Prospect Park’s many birders and the Audubon Center do.
According to Michele Dreger, a volunteer for the Audubon Center and a tour guide for the Brooklyn Bird Club, the two young hooters are the first to be hatched in the park in at least 100 years.
She said that the Audbon Center’s records, which go back 100 years and keep track of the park’s bird population and species, show that great horned owls have never hatched in Prospect Park.
Patch found out about the owlets thanks to a tip from AnimalTourism.com. The website published a couple of articles this week with pictures of the young owls fluttering about in their nest (the location was asked to be kept a secret to keep them safe) and the news that they are the first to have successfully hatched in a century.
The owls that spawned the new additions have been in the park for the past four years, according to The New York Times, and tried to lay eggs last year unsuccessfully.
The great horned owls are one of North America’s biggest and strongest of their species and according to The Times, have populations in Van Cortlandt Park, the New York Botanical Garden and Pelham Bay Park in the Bronx, Inwood Hill Park in Manhattan, Queens, Staten Island and in Green-Wood Cemetery in Brooklyn.
Although Dregers hasn’t yet seen the owlets, she is very happy to hear the news.

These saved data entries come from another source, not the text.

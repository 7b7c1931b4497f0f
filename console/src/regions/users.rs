//! User directory region.

use crate::region::RegionItem;
use crate::types::{Role, UserId, UserRecord, UserStatus};
use std::cmp::Ordering;

/// Sortable user columns
#[derive(Debug, Clone, Copy, PartialEq, Eq)]
pub enum UserSortField {
    /// Display name
    Name,
    /// Gross merchandise value
    Gmv,
    /// Platform fees
    Fees,
    /// Paid orders
    Orders,
    /// Signup time
    CreatedAt,
}

/// Structured user filter
#[derive(Debug, Clone, Default, PartialEq, Eq)]
pub struct UserFilter {
    /// Only this role
    pub role: Option<Role>,
    /// Only this moderation status
    pub status: Option<UserStatus>,
}

fn user_name(user: &UserRecord) -> &str {
    &user.name
}

fn user_email(user: &UserRecord) -> &str {
    &user.email
}

fn user_id(user: &UserRecord) -> &str {
    user.id.as_str()
}

impl RegionItem for UserRecord {
    type Id = UserId;
    type SortField = UserSortField;
    type Filter = UserFilter;

    const SEARCH_FIELDS: &'static [fn(&Self) -> &str] = &[user_name, user_email, user_id];
    const DEFAULT_SORT: UserSortField = UserSortField::Gmv;

    fn id(&self) -> &UserId {
        &self.id
    }

    fn compare(a: &Self, b: &Self, field: UserSortField) -> Ordering {
        match field {
            UserSortField::Name => a.name.to_lowercase().cmp(&b.name.to_lowercase()),
            UserSortField::Gmv => a.total_gmv.cmp(&b.total_gmv),
            UserSortField::Fees => a.total_fees.cmp(&b.total_fees),
            UserSortField::Orders => a.orders_count.cmp(&b.orders_count),
            UserSortField::CreatedAt => a.created_at.cmp(&b.created_at),
        }
    }

    fn matches(&self, filter: &UserFilter) -> bool {
        filter.role.is_none_or(|role| self.role == role)
            && filter.status.is_none_or(|status| self.status == status)
    }
}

“I’m so excited about them and I am really looking forward to seeing these alleged owlets,” Dreger said, who leads the Brooklyn Bird Club’s tour, “” every Sunday in the park. “Once these owls start jumping out on the branches and you can watch them, I am really looking forward to seeing them fly on their own and look for food.”
She said that the owlets still cannot fly or fend for themselves, so their parents feed them for the time being. However, Dreger said come late May or June, the owlets will start fledging, which means they leave the nest and start to learn how to fly, hunt and eat on their own.
But if you think she will show them to you while on a tour, think again.
“One of the basic rules is if you see an owl, you don’t want anybody to know about them,” Dreger said, explaining that keeping the owl’s nest location a secret is the first rule of birding.
She said the rule is meant to protect the raptors from humans who may not have the same positive and respectful attitude towards them as birders do and may cause them harm.
The Prospect Park Alliance is also excited about the rare nesting of the owl family.
“As home to the nation’s first urban Audubon center, which just celebrated its in Prospect Park, we are obviously delighted,” Paul Nelson, a spokesman for PPA said, explaining that they hope park goers do not disrupt the rare birds’ quality of life. “And we hope that the public will not disturb them.”